Brief >>
Restate the data below word for word, keeping each line intact.

Dataset >>
┌──

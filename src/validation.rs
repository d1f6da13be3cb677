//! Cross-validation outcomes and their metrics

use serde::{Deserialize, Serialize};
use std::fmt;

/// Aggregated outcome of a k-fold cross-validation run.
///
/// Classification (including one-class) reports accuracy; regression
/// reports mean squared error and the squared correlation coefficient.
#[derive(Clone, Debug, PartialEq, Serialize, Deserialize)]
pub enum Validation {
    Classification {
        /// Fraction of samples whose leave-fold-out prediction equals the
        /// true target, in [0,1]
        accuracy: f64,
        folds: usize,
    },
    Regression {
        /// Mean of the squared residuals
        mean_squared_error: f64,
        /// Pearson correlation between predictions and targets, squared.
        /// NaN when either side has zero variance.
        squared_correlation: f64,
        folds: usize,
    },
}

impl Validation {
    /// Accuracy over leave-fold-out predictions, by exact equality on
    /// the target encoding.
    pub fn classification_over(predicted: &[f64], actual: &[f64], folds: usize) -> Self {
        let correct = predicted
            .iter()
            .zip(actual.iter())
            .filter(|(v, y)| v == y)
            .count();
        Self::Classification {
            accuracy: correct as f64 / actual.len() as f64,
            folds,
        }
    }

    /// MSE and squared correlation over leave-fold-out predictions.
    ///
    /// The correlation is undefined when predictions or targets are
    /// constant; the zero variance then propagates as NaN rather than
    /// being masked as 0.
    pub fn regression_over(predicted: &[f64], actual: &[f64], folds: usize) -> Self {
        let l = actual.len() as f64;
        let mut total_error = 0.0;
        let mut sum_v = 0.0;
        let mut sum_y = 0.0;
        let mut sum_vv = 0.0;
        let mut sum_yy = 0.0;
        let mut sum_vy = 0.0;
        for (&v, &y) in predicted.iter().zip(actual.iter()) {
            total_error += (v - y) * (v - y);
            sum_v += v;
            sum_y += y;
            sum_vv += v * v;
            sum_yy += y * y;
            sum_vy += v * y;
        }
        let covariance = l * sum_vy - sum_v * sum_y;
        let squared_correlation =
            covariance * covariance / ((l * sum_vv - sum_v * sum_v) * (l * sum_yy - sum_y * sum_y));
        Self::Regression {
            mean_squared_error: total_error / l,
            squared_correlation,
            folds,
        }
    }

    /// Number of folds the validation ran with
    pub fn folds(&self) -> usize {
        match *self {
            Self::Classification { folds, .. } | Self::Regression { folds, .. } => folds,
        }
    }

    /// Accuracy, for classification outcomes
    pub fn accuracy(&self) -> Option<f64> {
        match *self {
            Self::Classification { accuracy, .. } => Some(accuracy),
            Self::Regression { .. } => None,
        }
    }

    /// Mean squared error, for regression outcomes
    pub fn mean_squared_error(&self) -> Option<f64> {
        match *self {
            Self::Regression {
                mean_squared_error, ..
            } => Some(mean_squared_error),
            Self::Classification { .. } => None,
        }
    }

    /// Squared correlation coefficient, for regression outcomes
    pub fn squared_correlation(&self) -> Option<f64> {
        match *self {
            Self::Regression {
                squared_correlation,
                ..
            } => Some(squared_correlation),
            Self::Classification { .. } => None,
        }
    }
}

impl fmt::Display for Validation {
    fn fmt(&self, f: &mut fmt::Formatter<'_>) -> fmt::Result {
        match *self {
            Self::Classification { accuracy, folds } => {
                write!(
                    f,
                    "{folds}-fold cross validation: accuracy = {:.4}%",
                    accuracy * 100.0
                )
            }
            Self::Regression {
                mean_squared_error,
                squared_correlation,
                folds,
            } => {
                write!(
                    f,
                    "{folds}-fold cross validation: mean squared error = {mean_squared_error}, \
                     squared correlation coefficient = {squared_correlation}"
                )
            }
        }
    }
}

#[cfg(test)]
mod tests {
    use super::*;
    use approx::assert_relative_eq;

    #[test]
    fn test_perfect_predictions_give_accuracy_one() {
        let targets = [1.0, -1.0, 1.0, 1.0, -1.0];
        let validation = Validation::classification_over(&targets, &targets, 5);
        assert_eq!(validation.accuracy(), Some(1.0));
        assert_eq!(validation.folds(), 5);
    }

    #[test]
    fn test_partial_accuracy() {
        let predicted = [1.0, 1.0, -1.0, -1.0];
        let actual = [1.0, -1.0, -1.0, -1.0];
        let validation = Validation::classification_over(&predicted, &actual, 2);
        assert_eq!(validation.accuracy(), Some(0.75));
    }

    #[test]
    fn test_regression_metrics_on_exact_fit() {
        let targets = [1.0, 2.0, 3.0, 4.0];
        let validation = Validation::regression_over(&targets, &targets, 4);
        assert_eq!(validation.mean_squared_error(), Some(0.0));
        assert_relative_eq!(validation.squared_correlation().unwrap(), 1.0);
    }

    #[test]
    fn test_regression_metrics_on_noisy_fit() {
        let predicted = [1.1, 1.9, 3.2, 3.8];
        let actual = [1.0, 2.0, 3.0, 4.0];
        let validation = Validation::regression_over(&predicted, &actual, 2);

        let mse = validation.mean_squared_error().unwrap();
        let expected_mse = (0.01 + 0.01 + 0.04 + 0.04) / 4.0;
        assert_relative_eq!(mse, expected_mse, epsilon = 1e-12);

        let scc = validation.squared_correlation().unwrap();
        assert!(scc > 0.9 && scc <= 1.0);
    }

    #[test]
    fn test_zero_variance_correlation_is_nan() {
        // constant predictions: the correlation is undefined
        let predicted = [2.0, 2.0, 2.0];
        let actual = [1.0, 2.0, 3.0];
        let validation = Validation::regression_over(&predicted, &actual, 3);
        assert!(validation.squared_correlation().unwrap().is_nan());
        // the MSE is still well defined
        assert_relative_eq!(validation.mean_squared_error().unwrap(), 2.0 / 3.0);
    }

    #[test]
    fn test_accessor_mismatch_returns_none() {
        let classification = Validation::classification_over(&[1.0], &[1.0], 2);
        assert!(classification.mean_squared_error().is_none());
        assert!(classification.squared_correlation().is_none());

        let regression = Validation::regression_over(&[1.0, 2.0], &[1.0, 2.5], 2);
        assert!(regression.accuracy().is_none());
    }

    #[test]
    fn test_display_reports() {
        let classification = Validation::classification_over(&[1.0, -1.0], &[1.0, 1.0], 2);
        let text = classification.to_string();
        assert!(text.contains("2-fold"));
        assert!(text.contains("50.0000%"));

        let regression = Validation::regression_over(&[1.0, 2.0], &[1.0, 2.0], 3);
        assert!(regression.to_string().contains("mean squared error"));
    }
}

└──

Answer to the problem >>
filename src/validation.rs
repository d1f6da13be3cb677
//! Cross-validation outcomes and their metrics

use serde::{Deserialize, Serialize};
use std::fmt;

/// Aggregated outcome of a k-fold cross-validation run.
///
/// Classification (including one-class) reports accuracy; regression
/// reports mean squared error and the squared correlation coefficient.
#[derive(Clone, Debug, PartialEq, Serialize, Deserialize)]
pub enum Validation {
    Classification {
        /// Fraction of samples whose leave-fold-out prediction equals the
        /// true target, in [0,1]
        accuracy: f64,
        folds: usize,
    },
    Regression {
        /// Mean of the squared residuals
        mean_squared_error: f64,
        /// Pearson correlation between predictions and targets, squared.
        /// NaN when either side has zero variance.
        squared_correlation: f64,
        folds: usize,
    },
}

impl Validation {
    /// Accuracy over leave-fold-out predictions, by exact equality on
    /// the target encoding.
    pub fn classification_over(predicted: &[f64], actual: &[f64], folds: usize) -> Self {
        let correct = predicted
            .iter()
            .zip(actual.iter())
            .filter(|(v, y)| v == y)
            .count();
        Self::Classification {
            accuracy: correct as f64 / actual.len() as f64,
            folds,
        }
    }

    /// MSE and squared correlation over leave-fold-out predictions.
    ///
    /// The correlation is undefined when predictions or targets are
    /// constant; the zero variance then propagates as NaN rather than
    /// being masked as 0.
    pub fn regression_over(predicted: &[f64], actual: &[f64], folds: usize) -> Self {
        let l = actual.len() as f64;
        let mut total_error = 0.0;
        let mut sum_v = 0.0;
        let mut sum_y = 0.0;
        let mut sum_vv = 0.0;
        let mut sum_yy = 0.0;
        let mut sum_vy = 0.0;
        for (&v, &y) in predicted.iter().zip(actual.iter()) {
            total_error += (v - y) * (v - y);
            sum_v += v;
            sum_y += y;
            sum_vv += v * v;
            sum_yy += y * y;
            sum_vy += v * y;
        }
        let covariance = l * sum_vy - sum_v * sum_y;
        let squared_correlation =
            covariance * covariance / ((l * sum_vv - sum_v * sum_v) * (l * sum_yy - sum_y * sum_y));
        Self::Regression {
            mean_squared_error: total_error / l,
            squared_correlation,
            folds,
        }
    }

    /// Number of folds the validation ran with
    pub fn folds(&self) -> usize {
        match *self {
            Self::Classification { folds, .. } | Self::Regression { folds, .. } => folds,
        }
    }

    /// Accuracy, for classification outcomes
    pub fn accuracy(&self) -> Option<f64> {
        match *self {
            Self::Classification { accuracy, .. } => Some(accuracy),
            Self::Regression { .. } => None,
        }
    }

    /// Mean squared error, for regression outcomes
    pub fn mean_squared_error(&self) -> Option<f64> {
        match *self {
            Self::Regression {
                mean_squared_error, ..
            } => Some(mean_squared_error),
            Self::Classification { .. } => None,
        }
    }

    /// Squared correlation coefficient, for regression outcomes
    pub fn squared_correlation(&self) -> Option<f64> {
        match *self {
            Self::Regression {
                squared_correlation,
                ..
            } => Some(squared_correlation),
            Self::Classification { .. } => None,
        }
    }
}

impl fmt::Display for Validation {
    fn fmt(&self, f: &mut fmt::Formatter<'_>) -> fmt::Result {
        match *self {
            Self::Classification { accuracy, folds } => {
                write!(
                    f,
                    "{folds}-fold cross validation: accuracy = {:.4}%",
                    accuracy * 100.0
                )
            }
            Self::Regression {
                mean_squared_error,
                squared_correlation,
                folds,
            } => {
                write!(
                    f,
                    "{folds}-fold cross validation: mean squared error = {mean_squared_error}, \
                     squared correlation coefficient = {squared_correlation}"
                )
            }
        }
    }
}

#[cfg(test)]
mod tests {
    use super::*;
    use approx::assert_relative_eq;

    #[test]
    fn test_perfect_predictions_give_accuracy_one() {
        let targets = [1.0, -1.0, 1.0, 1.0, -1.0];
        let validation = Validation::classification_over(&targets, &targets, 5);
        assert_eq!(validation.accuracy(), Some(1.0));
        assert_eq!(validation.folds(), 5);
    }

    #[test]
    fn test_partial_accuracy() {
        let predicted = [1.0, 1.0, -1.0, -1.0];
        let actual = [1.0, -1.0, -1.0, -1.0];
        let validation = Validation::classification_over(&predicted, &actual, 2);
        assert_eq!(validation.accuracy(), Some(0.75));
    }

    #[test]
    fn test_regression_metrics_on_exact_fit() {
        let targets = [1.0, 2.0, 3.0, 4.0];
        let validation = Validation::regression_over(&targets, &targets, 4);
        assert_eq!(validation.mean_squared_error(), Some(0.0));
        assert_relative_eq!(validation.squared_correlation().unwrap(), 1.0);
    }

    #[test]
    fn test_regression_metrics_on_noisy_fit() {
        let predicted = [1.1, 1.9, 3.2, 3.8];
        let actual = [1.0, 2.0, 3.0, 4.0];
        let validation = Validation::regression_over(&predicted, &actual, 2);

        let mse = validation.mean_squared_error().unwrap();
        let expected_mse = (0.01 + 0.01 + 0.04 + 0.04) / 4.0;
        assert_relative_eq!(mse, expected_mse, epsilon = 1e-12);

        let scc = validation.squared_correlation().unwrap();
        assert!(scc > 0.9 && scc <= 1.0);
    }

    #[test]
    fn test_zero_variance_correlation_is_nan() {
        // constant predictions: the correlation is undefined
        let predicted = [2.0, 2.0, 2.0];
        let actual = [1.0, 2.0, 3.0];
        let validation = Validation::regression_over(&predicted, &actual, 3);
        assert!(validation.squared_correlation().unwrap().is_nan());
        // the MSE is still well defined
        assert_relative_eq!(validation.mean_squared_error().unwrap(), 2.0 / 3.0);
    }

    #[test]
    fn test_accessor_mismatch_returns_none() {
        let classification = Validation::classification_over(&[1.0], &[1.0], 2);
        assert!(classification.mean_squared_error().is_none());
        assert!(classification.squared_correlation().is_none());

        let regression = Validation::regression_over(&[1.0, 2.0], &[1.0, 2.5], 2);
        assert!(regression.accuracy().is_none());
    }

    #[test]
    fn test_display_reports() {
        let classification = Validation::classification_over(&[1.0, -1.0], &[1.0, 1.0], 2);
        let text = classification.to_string();
        assert!(text.contains("2-fold"));
        assert!(text.contains("50.0000%"));

        let regression = Validation::regression_over(&[1.0, 2.0], &[1.0, 2.0], 3);
        assert!(regression.to_string().contains("mean squared error"));
    }
}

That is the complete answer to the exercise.